We cannot use SET DEFERRED_PREPARE, as we want to leave the option to the end users.
All we know at this driver code context is the actual .4gl instruction (EXECUTE IMMEDIATE / PREPARE / EXECUTE / DECLARE / OPEN / FOREACH / FETCH / CLOSE / FREE / ...) that is to be performed.
In order to implement the .4gl instruction EXECUTE stmt [USING...] [INTO ...], we known if the INTO clause is used.
When an INTO clause is provided, it is because the SQL is producing a result set (SELECT or something else).
So we could switch to a PREPARE / DECLARE / OPEN / DESCRIBE / FETCH, since anyway this is what happens behind the scene when doing PREPARE / EXECUTE INTO ...
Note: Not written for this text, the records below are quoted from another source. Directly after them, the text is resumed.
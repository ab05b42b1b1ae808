// File: src/engine.rs
// Alarm evaluation entry point
//
// Walks every configured alarm base, evaluates it over the telemetry it
// needs, turns confirmed occurrences into alarms and submits them to the
// registry in one batch. A failing alarm base is reported after the others
// have still been checked.

use chrono::Duration;
use parking_lot::Mutex;
use std::sync::atomic::{AtomicU64, Ordering};
use std::sync::Arc;
use tracing::{debug, info, trace, warn};

use crate::alarms::{Alarm, AlarmBase, Event, EventId};
use crate::error::{AlarmBaseFailure, Result, VigilError};
use crate::evaluator::{lookback, EventEvaluator};
use crate::registry::AlarmRegistry;
use crate::telemetry::{DataSource, TelemetryWindow, Timestamp};

/// Hands out unique, increasing event ids
#[derive(Debug)]
pub struct EventIdGenerator {
    next: AtomicU64,
}

impl EventIdGenerator {
    pub fn new() -> Self {
        Self::starting_at(1)
    }

    pub fn starting_at(first: u64) -> Self {
        Self {
            next: AtomicU64::new(first),
        }
    }

    pub fn next(&self) -> EventId {
        EventId(self.next.fetch_add(1, Ordering::Relaxed))
    }
}

impl Default for EventIdGenerator {
    fn default() -> Self {
        Self::new()
    }
}

/// Evaluates alarm bases and feeds the registry
pub struct AlarmEngine {
    registry: Arc<AlarmRegistry>,
    ids: EventIdGenerator,
    checked_through: Mutex<Option<Timestamp>>,
}

impl AlarmEngine {
    pub fn new(registry: Arc<AlarmRegistry>) -> Self {
        Self {
            registry,
            ids: EventIdGenerator::new(),
            checked_through: Mutex::new(None),
        }
    }

    pub fn registry(&self) -> &Arc<AlarmRegistry> {
        &self.registry
    }

    /// Evaluate one alarm base without touching the registry
    ///
    /// Telemetry is loaded from `earliest_time` minus the base's lookback so
    /// that runs already in progress are seen whole; only occurrences
    /// confirmed at or after `earliest_time` become alarms. A run that
    /// starts on the first loaded frame may have started earlier, so the
    /// load is extended backwards until the run's real start or the oldest
    /// stored frame is inside the window. Returns the per-frame active flags
    /// over the loaded window and the new alarms.
    pub fn evaluate(
        &self,
        source: &dyn DataSource,
        alarm_base: &AlarmBase,
        earliest_time: Option<Timestamp>,
    ) -> Result<(Vec<bool>, Vec<Alarm>)> {
        let event_base = &alarm_base.event;
        event_base.validate()?;

        let margin = lookback(event_base);
        let tags = event_base.tags();
        // None loads everything stored
        let mut start = earliest_time.and_then(|earliest| earliest.checked_sub_signed(margin));
        let mut step = margin.max(Duration::seconds(1));

        let mut window = TelemetryWindow::load(source, &tags, start);
        let mut evaluation = EventEvaluator::new(&window).evaluate(event_base)?;
        while let Some(from) = start {
            let truncated = evaluation
                .occurrences
                .first()
                .map_or(false, |occurrence| occurrence.register_index == 0);
            if !truncated {
                break;
            }

            start = from.checked_sub_signed(step);
            step = step.checked_add(&step).unwrap_or(step);
            let mut extended = TelemetryWindow::load(source, &tags, start);
            if extended.time(0) == window.time(0) && start.is_some() {
                // nothing stored in the gap; only the full history can place the run
                start = None;
                extended = TelemetryWindow::load(source, &tags, start);
            }
            if extended.time(0) == window.time(0) {
                break;
            }
            trace!(
                "'{}' runs from the start of its window, reloading from {:?}",
                event_base.description,
                start
            );
            evaluation = EventEvaluator::new(&extended).evaluate(event_base)?;
            window = extended;
        }

        let base = Arc::new(event_base.clone());
        let alarms = evaluation
            .occurrences
            .iter()
            .filter_map(|occurrence| {
                let register_time = window.time(occurrence.register_index)?;
                let confirm_time = window.time(occurrence.confirm_index)?;
                if earliest_time.map_or(false, |earliest| confirm_time < earliest) {
                    return None;
                }
                Some(Alarm::new(
                    Event {
                        base: Arc::clone(&base),
                        id: self.ids.next(),
                        register_time,
                        confirm_time,
                        creation_time: confirm_time,
                        description: base.description.clone(),
                    },
                    alarm_base.criticality,
                ))
            })
            .collect::<Vec<_>>();

        debug!(
            "{} '{}': {} new alarm(s) over {} frame(s)",
            event_base.kind(),
            event_base.description,
            alarms.len(),
            window.len()
        );
        Ok((evaluation.active, alarms))
    }

    /// Check every configured alarm base and register what confirmed
    ///
    /// With `earliest_time` set, only alarms confirmed at or after it are
    /// raised. Returns the ids added to the registry, or
    /// [`VigilError::Evaluation`] naming every alarm base that failed once the
    /// rest have been checked and registered.
    pub fn check_alarms(&self, source: &dyn DataSource, earliest_time: Option<Timestamp>) -> Result<Vec<EventId>> {
        let matrix = Arc::new(source.priority_matrix());
        let mut confirmed = Vec::new();
        let mut failures = Vec::new();

        for alarm_base in source.alarm_bases() {
            match self.evaluate(source, &alarm_base, earliest_time) {
                Ok((_, alarms)) => confirmed.extend(alarms),
                Err(e) => {
                    warn!("Alarm base '{}' failed to evaluate: {}", alarm_base.event.description, e);
                    let reason = match e {
                        VigilError::InvalidEventBase { reason, .. } => reason,
                        other => other.to_string(),
                    };
                    failures.push(AlarmBaseFailure {
                        description: alarm_base.event.description.clone(),
                        reason,
                    });
                }
            }
        }

        let added = if confirmed.is_empty() {
            Vec::new()
        } else {
            info!("Confirmed {} alarm(s)", confirmed.len());
            self.registry.add_alarms(confirmed, &matrix)
        };

        if failures.is_empty() {
            Ok(added)
        } else {
            Err(VigilError::Evaluation { failures })
        }
    }

    /// Check only telemetry newer than the previous call
    ///
    /// The first call evaluates everything stored. Nothing is evaluated
    /// while the newest stored frame is unchanged.
    pub fn check_new_telemetry(&self, source: &dyn DataSource) -> Result<Vec<EventId>> {
        let newest = source.newest_frame_time();
        let previous = {
            let mut checked = self.checked_through.lock();
            if newest.is_none() || *checked == newest {
                return Ok(Vec::new());
            }
            std::mem::replace(&mut *checked, newest)
        };

        let after = previous.map(|through| through.checked_add_signed(Duration::nanoseconds(1)).unwrap_or(through));
        self.check_alarms(source, after)
    }
}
Using array fetching is another story, and would require much more code change in our generic code, in order to fetch many rows into a .4gl DYNAMIC ARRAY in one single .4gl FETCH ...
Seb
------------------------------
Sebastien FLAESCH
Original Message:
Sent: Tue November 18, 2025 07:00 AM
From: Art Kagel
Subject: ESQL/C DESCRIBE OUTPUT after OPEN (with DECLARE CURSOR name) fails with -410
Sebastian:
So, if you have IFX_DEFERRED_PREPARE set or have executed SET DEFERRED_PREPARE, you realistically cannot use the PREPARE ... EXECUTE ... INTO paradigm and must use PREPARE...DECLARE CURSOR...OPEN ... FETCH ... CLOSE paradigm in order to be able to DESCRIBE the prepared statement before executing it and fetching the data. All of that is happening under the hood anyway when you just EXECUTE ... INTO, so that is only really saving you a few lines of code no real execution time or saved message trips.
Alternatively, when you want to use PREPARE...EXECUTE in your code, you could use SET DEFERRED_PREPARE to turn the feature off and back on again afterwards.
On your follow-up post, yes, the deferred prepare is working.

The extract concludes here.